For the first method, reconstruct-transform-average (RTA), reconstructions of each gate are transformed to a reference gate and averaged. In the second method, motion-compensated image reconstruction (MCIR), motion information is incorporated within the reconstruction. Both techniques studied were based on the ordered subsets expectation maximization algorithm. Motion information was obtained from a dynamic MR acquisition performed on a human volunteer and concurrent PET data were simulated from the dynamic MR data. The two approaches were assessed statistically using multiple realizations to accurately define the noise properties of the reconstructed images.

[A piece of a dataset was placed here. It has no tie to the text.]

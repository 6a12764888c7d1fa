#![allow(clippy::all)]
tonic::include_proto!("analyzer.v1");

MCIR successfully recovers the true values of all regions, whereas RTA has high bias due to the limited count-statistics and interpolation errors during the transformation step. In addition, RTA noise is very small and stabilized, whereas in MCIR noise becomes progressively greater with the number of iterations and therefore MCIR outperforms RTA in terms of MSE only if noise is treated. For example, MCIR with postfiltering results in MSE up to 42% lower than RTA.
This study indicates that MCIR may provide superior performance overall to RTA if noise is minimized. However, in applications where quantification is not the main objective RTA can be a practical and simple method to correct for motion.

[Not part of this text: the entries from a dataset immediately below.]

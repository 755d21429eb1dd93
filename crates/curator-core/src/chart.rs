//! Chart definition and loading

use serde::{Deserialize, Serialize};
use std::collections::HashMap;
use std::path::{Path, PathBuf};

use crate::error::{CoreError, Result};
use crate::ignore::IgnoreRules;

/// File holding the chart metadata
pub const CHART_FILE: &str = "Chart.yaml";

/// Chart metadata as found in `Chart.yaml`
#[derive(Debug, Clone, Default, Serialize, Deserialize)]
#[serde(rename_all = "camelCase")]
pub struct ChartMetadata {
    /// Chart API version (v1 or v2)
    #[serde(default)]
    pub api_version: Option<String>,

    /// Chart name (required)
    #[serde(default)]
    pub name: String,

    /// Chart version (required, SemVer)
    #[serde(default)]
    pub version: String,

    #[serde(default)]
    pub description: Option<String>,

    /// Version of the packaged application
    #[serde(default)]
    pub app_version: Option<String>,

    #[serde(default)]
    pub kube_version: Option<String>,

    /// Chart type (application or library)
    #[serde(default, rename = "type")]
    pub chart_type: Option<String>,

    #[serde(default)]
    pub home: Option<String>,

    #[serde(default)]
    pub icon: Option<String>,

    #[serde(default)]
    pub sources: Vec<String>,

    #[serde(default)]
    pub keywords: Vec<String>,

    #[serde(default)]
    pub maintainers: Vec<Maintainer>,

    #[serde(default)]
    pub deprecated: bool,

    #[serde(default)]
    pub annotations: HashMap<String, String>,
}

/// Maintainer information
#[derive(Debug, Clone, Serialize, Deserialize)]
pub struct Maintainer {
    pub name: String,
    #[serde(default)]
    pub email: Option<String>,
    #[serde(default)]
    pub url: Option<String>,
}

impl ChartMetadata {
    /// Parse metadata from the content of a `Chart.yaml`
    pub fn parse(content: &str) -> Result<Self> {
        let metadata: Self = serde_yaml::from_str(content)?;
        metadata.validate()?;
        Ok(metadata)
    }

    /// Check the fields a chart repository needs to index the chart
    pub fn validate(&self) -> Result<()> {
        if self.name.trim().is_empty() {
            return Err(CoreError::MissingField {
                field: "name".to_string(),
            });
        }
        if self.name.contains('/') || self.name.contains('\\') {
            return Err(CoreError::InvalidChart {
                message: format!("chart name {:?} must not contain path separators", self.name),
            });
        }
        if self.version.trim().is_empty() {
            return Err(CoreError::MissingField {
                field: "version".to_string(),
            });
        }
        semver::Version::parse(self.version.trim_start_matches('v'))?;
        Ok(())
    }
}

/// Validate that `path` is a chart directory and return its metadata
///
/// The directory must exist and contain a parseable `Chart.yaml`
/// with a name and a SemVer version.
pub fn validate_chart_dir<P: AsRef<Path>>(path: P) -> Result<ChartMetadata> {
    let root = path.as_ref();
    let meta = std::fs::metadata(root).map_err(|_| CoreError::ChartNotFound {
        path: root.display().to_string(),
    })?;
    if !meta.is_dir() {
        return Err(CoreError::NotADirectory {
            path: root.display().to_string(),
        });
    }

    let chart_file = root.join(CHART_FILE);
    if !chart_file.is_file() {
        return Err(CoreError::InvalidChart {
            message: format!("no {} exists in directory {}", CHART_FILE, root.display()),
        });
    }

    let content = std::fs::read_to_string(&chart_file)?;
    ChartMetadata::parse(&content)
}

/// A chart loaded from disk, ready to be packaged
#[derive(Debug, Clone)]
pub struct LoadedChart {
    /// Parsed Chart.yaml
    pub metadata: ChartMetadata,

    /// Chart root directory
    pub root: PathBuf,

    /// Files to package, relative to `root`, sorted
    pub files: Vec<PathBuf>,
}

impl LoadedChart {
    /// Load a chart from a directory, honouring `.helmignore`
    pub fn load<P: AsRef<Path>>(path: P) -> Result<Self> {
        let metadata = validate_chart_dir(&path)?;
        Self::with_metadata(path, metadata)
    }

    /// Collect the files of a chart whose `Chart.yaml` was already validated
    ///
    /// Symlinks are followed; a dangling link is an error.
    pub fn with_metadata<P: AsRef<Path>>(path: P, metadata: ChartMetadata) -> Result<Self> {
        let root = path.as_ref().to_path_buf();
        let rules = IgnoreRules::load(&root)?;

        let mut files = Vec::new();
        let walker = walkdir::WalkDir::new(&root)
            .follow_links(true)
            .sort_by_file_name()
            .into_iter()
            .filter_entry(|entry| {
                let rel = entry.path().strip_prefix(&root).unwrap_or(entry.path());
                rel.as_os_str().is_empty() || !rules.is_ignored(rel, entry.file_type().is_dir())
            });

        for entry in walker {
            let entry = entry.map_err(std::io::Error::from)?;
            if !entry.file_type().is_file() {
                continue;
            }
            let rel = entry
                .path()
                .strip_prefix(&root)
                .unwrap_or(entry.path())
                .to_path_buf();
            files.push(rel);
        }
        files.sort();

        tracing::debug!(
            "loaded chart {}-{} with {} files from {}",
            metadata.name,
            metadata.version,
            files.len(),
            root.display()
        );

        Ok(Self {
            metadata,
            root,
            files,
        })
    }

    /// Chart name
    pub fn name(&self) -> &str {
        &self.metadata.name
    }

    /// Chart version
    pub fn version(&self) -> &str {
        &self.metadata.version
    }
}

尽管已经提出了各种用于正电子发射断层扫描(PET)运动校正的方法,但没有足够的证据来回答哪种方法在实践中更好。本研究旨在从收敛性和图像特性方面描述两种主要运动校正方法的行为。
对于第一种方法,重建-变换-平均(RTA),每个门控的重建都转换为参考门控并进行平均。在第二种方法中,运动补偿图像重建(MCIR),运动信息被纳入重建中。所研究的两种技术都是基于有序子集期望最大化算法。运动信息是从人类志愿者进行的动态 MR 采集获得的,并且从动态 MR 数据模拟了并发的 PET 数据。使用多次实现对这两种方法进行了统计学评估,以准确定义重建图像的噪声特性。
MCIR 成功地恢复了所有区域的真实值,而 RTA 由于在转换步骤中的有限计数统计和插值误差,存在高偏差。此外,RTA 的噪声非常小且稳定,而在 MCIR 中,随着迭代次数的增加,噪声会逐渐增加,因此只有在处理噪声的情况下,MCIR 才会在均方误差方面优于 RTA。例如,带有后滤波的 MCIR 可使均方误差降低高达 42%。
本研究表明,如果最小化噪声,MCIR 可能总体上提供优于 RTA 的性能。然而,在定量不是主要目标的应用中,RTA 可以是一种实用且简单的运动校正方法。